In the present study, the pre-MS and the MS were associated with BMI, percent total body fat, total cholesterol/HDL-c and LDL-c/HDL-c ratios and complement C3 concentrations. In addition to these variables, the MS was positively associated with age, physical inactivity, BAI and uric acid. Buckland et al. found that, after adjustment for confounders, the MS was positively associated with the male gender, age, BMI, physical inactivity and low socioeconomic status, whereas smoking and marital status were not associated with MS [2]. Participants of the Coronary Artery Risk Development in Young Adults (CARDIA) study with higher initial BMI who did not drink alcohol (compared with one to three drinks per day), with higher carbohydrate intake and lower fiber intake had higher MS risk (relative risk: 1.3 to 1.9), while the physical activity had a protective association (relative risk: 0.84, 95% CI: 0.76 to 0.92) [46].

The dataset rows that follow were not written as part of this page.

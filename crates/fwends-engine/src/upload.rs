//! # Upload Transaction
//!
//! Points a slot at a freshly uploaded blob without a transaction spanning
//! the catalog and the blob store:
//!
//! 1. validate the slot coordinates and derive the class from the content type,
//! 2. check the pack exists,
//! 3. mint a resource id and record its marker row (outside the slot
//!    transaction, so it survives an abort),
//! 4. write the blob under the new id,
//! 5. swap the slot in a serializable transaction, retried on conflict,
//! 6. queue the replaced resource, if any, for pruning.
//!
//! From step 3 until the swap commits, an [`UploadGuard`] owns the new id.
//! If the guard is dropped first, for any reason, the resource is queued for
//! pruning.

use bytes::Bytes;
use fwends_core::{PackId, ResourceClass, ResourceId, RoleId, SlotKey, StringId};
use fwends_store::Blob;

use crate::engine::Engine;
use crate::error::EngineError;
use crate::lifecycle::{ResourceLifecycle, ResourceState};
use crate::prune::Pruner;

/// Owns a not-yet-committed resource and prunes it on drop.
pub struct UploadGuard {
    resource: ResourceLifecycle,
    pruner: Pruner,
}

impl UploadGuard {
    /// Take ownership of a freshly minted id.
    pub fn new(id: ResourceId, pruner: Pruner) -> Self {
        Self {
            resource: ResourceLifecycle::new(id),
            pruner,
        }
    }

    /// The guarded id.
    pub fn id(&self) -> ResourceId {
        self.resource.id()
    }

    /// Current lifecycle state.
    pub fn state(&self) -> ResourceState {
        self.resource.state()
    }

    /// Advance the guarded resource.
    pub fn advance(&mut self, to: ResourceState) -> Result<(), EngineError> {
        Ok(self.resource.advance(to)?)
    }
}

impl Drop for UploadGuard {
    fn drop(&mut self) {
        if !self.resource.state().needs_prune() {
            return;
        }
        if self.resource.state() != ResourceState::Abandoned {
            if let Err(e) = self.resource.advance(ResourceState::Abandoned) {
                tracing::error!(error = %e, "could not abandon upload");
                return;
            }
        }
        tracing::info!(resource_id = %self.resource.id(), "upload not committed; scheduling prune");
        self.pruner.schedule(self.resource.clone());
    }
}

impl Engine {
    /// Upload `bytes` into the `(pack, role, string)` slot of the class that
    /// `content_type` maps to. Returns the new resource id.
    pub async fn upload(
        &self,
        pack: PackId,
        role: &str,
        string: &str,
        content_type: &str,
        bytes: Bytes,
    ) -> Result<ResourceId, EngineError> {
        let role = RoleId::new(role)?;
        let string = StringId::new(string)?;
        let class = ResourceClass::from_content_type(content_type)?;

        if !self.catalog.pack_exists(pack).await? {
            return Err(EngineError::NotFound(format!("pack {pack} not found")));
        }

        let key = SlotKey {
            pack,
            role,
            string,
            class,
        };
        let blob = Blob::new(content_type, bytes);

        // Detached from the caller: a dropped request must not abort the
        // slot transaction halfway.
        let engine = self.clone();
        tokio::spawn(async move { engine.commit_upload(key, blob).await }).await?
    }

    async fn commit_upload(&self, key: SlotKey, blob: Blob) -> Result<ResourceId, EngineError> {
        let mut guard = UploadGuard::new(self.ids.next_resource_id(), self.pruner.clone());
        let id = guard.id();

        self.catalog.record_resource(id).await?;
        guard.advance(ResourceState::Recorded)?;

        let size = blob.len();
        if let Err(e) = self.blobs.put(id, blob).await {
            tracing::error!(resource_id = %id, slot = %key, error = %e, "blob upload failed");
            return Err(EngineError::Internal(format!("blob upload failed: {e}")));
        }
        guard.advance(ResourceState::BlobWritten)?;

        let previous = self
            .retry
            .run("swap_slot", || self.catalog.swap_slot(&key, id))
            .await?;
        guard.advance(ResourceState::Committed)?;

        if let Some(previous) = previous {
            self.pruner.schedule(ResourceLifecycle::committed(previous));
        }
        tracing::info!(resource_id = %id, slot = %key, size, replaced = ?previous, "resource uploaded");
        Ok(id)
    }
}
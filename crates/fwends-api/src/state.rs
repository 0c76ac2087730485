//! # Application State
//!
//! Shared state for the Axum application, passed to all route handlers via
//! the `State` extractor. Cloning is cheap: every field is a handle.

use std::sync::Arc;

use fwends_engine::{Authenticator, Engine, SessionManager};

use crate::config::AppConfig;

/// Shared application state.
#[derive(Clone)]
pub struct AppState {
    /// Pack lifecycle engine.
    pub engine: Engine,
    /// Identity-token exchange for `POST /api/auth`.
    pub authenticator: Authenticator,
    /// Service configuration.
    pub config: Arc<AppConfig>,
}

impl AppState {
    /// Assemble state from its parts.
    pub fn new(engine: Engine, authenticator: Authenticator, config: AppConfig) -> Self {
        Self {
            engine,
            authenticator,
            config: Arc::new(config),
        }
    }

    /// Session manager shared with the authenticator.
    pub fn sessions(&self) -> &SessionManager {
        self.authenticator.sessions()
    }
}
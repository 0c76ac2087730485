//! Pack CRUD and the media read path.

use fwends_core::{
    PackDigest, PackId, PackTitle, ResourceClass, ResourceId, RoleId, SlotKey, StringId,
};
use fwends_store::{Blob, PackSummary, SlotEntry};
use serde::Serialize;

use crate::engine::Engine;
use crate::error::EngineError;

/// Result of creating a pack.
#[derive(Debug, Clone, PartialEq, Eq, Serialize)]
pub struct CreatedPack {
    /// The minted pack id.
    pub id: PackId,
    /// Initial content hash (always the empty digest).
    pub hash: PackDigest,
}

/// One string of a role, with whichever classes it holds.
#[derive(Debug, Clone, PartialEq, Eq, Serialize)]
pub struct StringView {
    /// String id.
    pub id: StringId,
    /// Image resource, if any.
    #[serde(skip_serializing_if = "Option::is_none")]
    pub image: Option<ResourceId>,
    /// Audio resource, if any.
    #[serde(skip_serializing_if = "Option::is_none")]
    pub audio: Option<ResourceId>,
}

/// One role of a pack.
#[derive(Debug, Clone, PartialEq, Eq, Serialize)]
pub struct RoleView {
    /// Role id.
    pub id: RoleId,
    /// Strings ordered by id.
    pub strings: Vec<StringView>,
}

/// A pack as returned to readers.
#[derive(Debug, Clone, PartialEq, Eq, Serialize)]
pub struct PackView {
    /// Pack title.
    pub title: String,
    /// Content hash.
    pub hash: PackDigest,
    /// Roles ordered by id.
    pub roles: Vec<RoleView>,
}

impl PackView {
    /// Group ordered slot rows into roles and strings.
    fn from_slots(title: String, hash: PackDigest, slots: Vec<SlotEntry>) -> Self {
        let mut roles: Vec<RoleView> = Vec::new();
        for slot in slots {
            if roles.last().map(|r| &r.id) != Some(&slot.role) {
                roles.push(RoleView {
                    id: slot.role.clone(),
                    strings: Vec::new(),
                });
            }
            let Some(role) = roles.last_mut() else {
                continue;
            };
            if role.strings.last().map(|s| &s.id) != Some(&slot.string) {
                role.strings.push(StringView {
                    id: slot.string.clone(),
                    image: None,
                    audio: None,
                });
            }
            if let Some(string) = role.strings.last_mut() {
                match slot.class {
                    ResourceClass::Image => string.image = Some(slot.resource),
                    ResourceClass::Audio => string.audio = Some(slot.resource),
                }
            }
        }
        Self { title, hash, roles }
    }
}

impl Engine {
    /// Create a pack with a non-empty title.
    pub async fn create_pack(&self, title: &str) -> Result<CreatedPack, EngineError> {
        let title = PackTitle::new(title)?;
        let id = self.ids.next_pack_id();
        self.catalog.create_pack(id, &title).await?;
        tracing::info!(pack_id = %id, "pack created");
        Ok(CreatedPack {
            id,
            hash: PackDigest::EMPTY,
        })
    }

    /// Change a pack's title.
    pub async fn rename_pack(&self, id: PackId, title: &str) -> Result<(), EngineError> {
        let title = PackTitle::new(title)?;
        if !self.catalog.rename_pack(id, &title).await? {
            return Err(EngineError::NotFound(format!("pack {id} not found")));
        }
        Ok(())
    }

    /// Summaries of all packs.
    pub async fn list_packs(&self) -> Result<Vec<PackSummary>, EngineError> {
        Ok(self.catalog.list_packs().await?)
    }

    /// A pack's title, hash and slot tree.
    pub async fn get_pack(&self, id: PackId) -> Result<PackView, EngineError> {
        let contents = self
            .catalog
            .load_pack(id)
            .await?
            .ok_or_else(|| EngineError::NotFound(format!("pack {id} not found")))?;
        Ok(PackView::from_slots(
            contents.title,
            contents.hash,
            contents.slots,
        ))
    }

    /// The blob currently held by a slot.
    pub async fn read_media(
        &self,
        pack: PackId,
        role: &str,
        string: &str,
        class: &str,
    ) -> Result<Blob, EngineError> {
        let key = SlotKey {
            pack,
            role: RoleId::new(role)?,
            string: StringId::new(string)?,
            class: class.parse()?,
        };
        let resource = self
            .catalog
            .slot_resource(&key)
            .await?
            .ok_or_else(|| EngineError::NotFound(format!("slot {key} is empty")))?;
        self.blobs.get(resource).await?.ok_or_else(|| {
            tracing::warn!(resource_id = %resource, slot = %key, "slot references missing blob");
            EngineError::NotFound(format!("resource {resource} not found"))
        })
    }
}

The main limitations of the present study are the characteristics inherent in a cross-sectional study, i.e., the associations between MS and variables cannot be interpreted as causal associations. Furthermore, one should be cautious when interpreting the differences between the sexes due to the small sample of men in our study. Another limitation presented refers to the questionnaire used to assess physical activity. The IPAQ, despite being an internationally validated instrument, is not the best method to estimate physical activity, because it tends to overestimate the number of active individuals [47]. The ideal would be to use pedometers or accelerometers. However, among the available instruments in this study, the IPAQ was the most appropriate.

Conclusions

The LATINMETS Brazil study reported low overall prevalence of MS among health professionals compared with data from the scientific literature. We observed an increase in the prevalence of MS with age, verifying high prevalence in individuals over 40. MS was associated with changes in several anthropometric and metabolic indicators, and was present only in individuals who are overweight. Pre-MS and MS were associated with measures of adiposity, total cholesterol/HDL-c and LDL-c/HDL-c ratios and complement C3, revealing a rather unsatisfactory health profile even in individuals without MS installed. It is up to government agencies and health professionals to discuss the issue and the implementation of public health policies with the aim of contributing to excess weight reduction and the incentive to practice healthy lifestyle habits, and consequent prevention of this problem in the population.